┏━━

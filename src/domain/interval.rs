use serde::{Deserialize, Serialize};
use strum_macros::{AsRefStr, Display, EnumIter, EnumString};

use crate::utils::TimeUtils;

/// Candle width, named with the exchange-style shorthand (`1m`, `1h`, `1d`, ...).
#[derive(
    Debug,
    Clone,
    Copy,
    PartialEq,
    Eq,
    Hash,
    Default,
    Serialize,
    Deserialize,
    Display,
    AsRefStr,
    EnumString,
    EnumIter,
)]
pub enum Interval {
    #[strum(serialize = "1m")]
    OneMinute,
    #[strum(serialize = "3m")]
    ThreeMinutes,
    #[strum(serialize = "5m")]
    FiveMinutes,
    #[strum(serialize = "15m")]
    FifteenMinutes,
    #[strum(serialize = "30m")]
    ThirtyMinutes,
    #[default]
    #[strum(serialize = "1h")]
    OneHour,
    #[strum(serialize = "2h")]
    TwoHours,
    #[strum(serialize = "4h")]
    FourHours,
    #[strum(serialize = "6h")]
    SixHours,
    #[strum(serialize = "8h")]
    EightHours,
    #[strum(serialize = "12h")]
    TwelveHours,
    #[strum(serialize = "1d")]
    OneDay,
    #[strum(serialize = "3d")]
    ThreeDays,
    #[strum(serialize = "1w")]
    OneWeek,
    #[strum(serialize = "1M")]
    OneMonth,
}

impl Interval {
    pub fn as_ms(&self) -> i64 {
        match self {
            Interval::OneMinute => TimeUtils::MS_IN_MIN,
            Interval::ThreeMinutes => TimeUtils::MS_IN_3_MIN,
            Interval::FiveMinutes => TimeUtils::MS_IN_5_MIN,
            Interval::FifteenMinutes => TimeUtils::MS_IN_15_MIN,
            Interval::ThirtyMinutes => TimeUtils::MS_IN_30_MIN,
            Interval::OneHour => TimeUtils::MS_IN_H,
            Interval::TwoHours => TimeUtils::MS_IN_2_H,
            Interval::FourHours => TimeUtils::MS_IN_4_H,
            Interval::SixHours => TimeUtils::MS_IN_6_H,
            Interval::EightHours => TimeUtils::MS_IN_8_H,
            Interval::TwelveHours => TimeUtils::MS_IN_12_H,
            Interval::OneDay => TimeUtils::MS_IN_D,
            Interval::ThreeDays => TimeUtils::MS_IN_3_D,
            Interval::OneWeek => TimeUtils::MS_IN_W,
            Interval::OneMonth => TimeUtils::MS_IN_1_M,
        }
    }
}

#[cfg(test)]
mod tests {
    use super::*;
    use std::str::FromStr;
    use strum::IntoEnumIterator;

    #[test]
    fn shorthand_round_trips_through_strum() {
        assert_eq!(Interval::from_str("4h").unwrap(), Interval::FourHours);
        assert_eq!(Interval::OneMonth.to_string(), "1M");
        assert_eq!(Interval::OneMinute.as_ref(), "1m");
        assert!(Interval::from_str("7h").is_err());
    }

    #[test]
    fn widths_are_strictly_increasing() {
        let widths: Vec<i64> = Interval::iter().map(|i| i.as_ms()).collect();
        assert!(widths.windows(2).all(|w| w[0] < w[1]));
    }
}
use async_trait::async_trait;

use super::{KlineProvider, ProviderError, ProviderId, RawNumber, get_json, http_client};
use crate::config::ENDPOINTS;
use crate::domain::candle::normalize_candles;
use crate::domain::symbol::get_base;
use crate::domain::{Candle, Interval};
use crate::utils::TimeUtils;

// Ticker -> coin id on the public market-data API.
static COIN_IDS: &[(&str, &str)] = &[
    ("BTC", "bitcoin"),
    ("ETH", "ethereum"),
    ("SOL", "solana"),
    ("XRP", "ripple"),
    ("BNB", "binancecoin"),
    ("ADA", "cardano"),
    ("DOGE", "dogecoin"),
    ("DOT", "polkadot"),
    ("AVAX", "avalanche-2"),
    ("LINK", "chainlink"),
    ("MATIC", "matic-network"),
    ("LTC", "litecoin"),
    ("TRX", "tron"),
];

pub fn coin_id(symbol: &str) -> Option<&'static str> {
    let base = get_base(symbol)?;
    COIN_IDS
        .iter()
        .find(|(ticker, _)| *ticker == base)
        .map(|(_, id)| *id)
}

/// Smallest accepted `days` value covering `limit` candles of `interval`.
/// Falls back to the widest window when nothing covers it.
pub fn days_for(interval: Interval, limit: usize) -> u32 {
    let accepted = ENDPOINTS.market_data.accepted_days;
    let span_ms = interval.as_ms().saturating_mul(limit.max(1) as i64);
    let needed = (span_ms + TimeUtils::MS_IN_D - 1) / TimeUtils::MS_IN_D;
    accepted
        .iter()
        .copied()
        .find(|&d| d as i64 >= needed)
        .or_else(|| accepted.last().copied())
        .unwrap_or(1)
}

/// OHLC from the public market-data API. Volume is not provided and reads as 0.
pub struct MarketDataOhlc {
    base_url: String,
    client: reqwest::Client,
}

impl Default for MarketDataOhlc {
    fn default() -> Self {
        Self::new(ENDPOINTS.market_data.base_url)
    }
}

impl MarketDataOhlc {
    pub fn new(base_url: &str) -> Self {
        Self {
            base_url: base_url.trim_end_matches('/').to_string(),
            client: http_client(),
        }
    }
}

fn parse_rows(rows: Vec<Vec<RawNumber>>, limit: usize) -> Result<Vec<Candle>, ProviderError> {
    let candles = rows
        .into_iter()
        .map(|row| {
            if row.len() < 5 {
                return Err(ProviderError::MalformedInput(format!(
                    "ohlc row has {} fields, expected 5",
                    row.len()
                )));
            }
            Ok(Candle::new(
                row[0].to_f64("time")? as i64,
                row[1].to_f64("open")?,
                row[2].to_f64("high")?,
                row[3].to_f64("low")?,
                row[4].to_f64("close")?,
                0.0,
            ))
        })
        .collect::<Result<Vec<_>, _>>()?;
    Ok(normalize_candles(candles, limit))
}

#[cfg_attr(target_arch = "wasm32", async_trait(?Send))]
#[cfg_attr(not(target_arch = "wasm32"), async_trait)]
impl KlineProvider for MarketDataOhlc {
    fn id(&self) -> ProviderId {
        ProviderId::PublicMarketApi
    }

    async fn fetch_klines(
        &self,
        symbol: &str,
        interval: Interval,
        limit: usize,
    ) -> Result<Vec<Candle>, ProviderError> {
        let id = coin_id(symbol).ok_or_else(|| ProviderError::UnsupportedSymbol(symbol.to_string()))?;

        let url = format!("{}/coins/{}/ohlc", self.base_url, id);
        let request = self.client.get(&url).query(&[
            ("vs_currency", ENDPOINTS.market_data.vs_currency.to_string()),
            ("days", days_for(interval, limit).to_string()),
        ]);
        let rows: Vec<Vec<RawNumber>> = get_json(request).await?;
        parse_rows(rows, limit)
    }
}

#[cfg(test)]
mod tests {
    use super::*;

    #[test]
    fn maps_known_tickers_only() {
        assert_eq!(coin_id("BTCUSDT"), Some("bitcoin"));
        assert_eq!(coin_id("AVAXUSDC"), Some("avalanche-2"));
        assert_eq!(coin_id("FOOUSDT"), None);
        assert_eq!(coin_id("USDT"), None);
    }

    #[test]
    fn days_snap_up_to_accepted_values() {
        // 500 hours is just under 21 days
        assert_eq!(days_for(Interval::OneHour, 500), 30);
        assert_eq!(days_for(Interval::OneMinute, 500), 1);
        assert_eq!(days_for(Interval::OneDay, 7), 7);
        assert_eq!(days_for(Interval::OneDay, 8), 14);
        assert_eq!(days_for(Interval::OneWeek, 500), 365);
    }

    #[tokio::test]
    async fn unsupported_symbol_fails_without_a_request() {
        // Unroutable base URL: reaching the network would yield TransportFailure
        let provider = MarketDataOhlc::new("http://127.0.0.1:9");
        let err = provider
            .fetch_klines("FOOUSDT", Interval::OneHour, 500)
            .await
            .unwrap_err();
        assert_eq!(err, ProviderError::UnsupportedSymbol("FOOUSDT".to_string()));
    }

    #[test]
    fn rows_become_zero_volume_candles() {
        let rows: Vec<Vec<RawNumber>> =
            serde_json::from_str("[[2000, 2, 3, 1, 2.5], [1000, 1, 2, 0.5, 1.5]]").unwrap();
        let candles = parse_rows(rows, 500).unwrap();
        assert_eq!(candles[0].timestamp_ms, 1000);
        assert!(candles.iter().all(|c| c.volume == 0.0));

        let short: Vec<Vec<RawNumber>> = serde_json::from_str("[[1000, 1, 2]]").unwrap();
        assert!(matches!(parse_rows(short, 500), Err(ProviderError::MalformedInput(_))));
    }
}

┗━━

- _Prompt_
Scan the records for lines that hold "copied", and reproduce each one you find.

- _Answer to this task_
        .copied()
        .or_else(|| accepted.last().copied())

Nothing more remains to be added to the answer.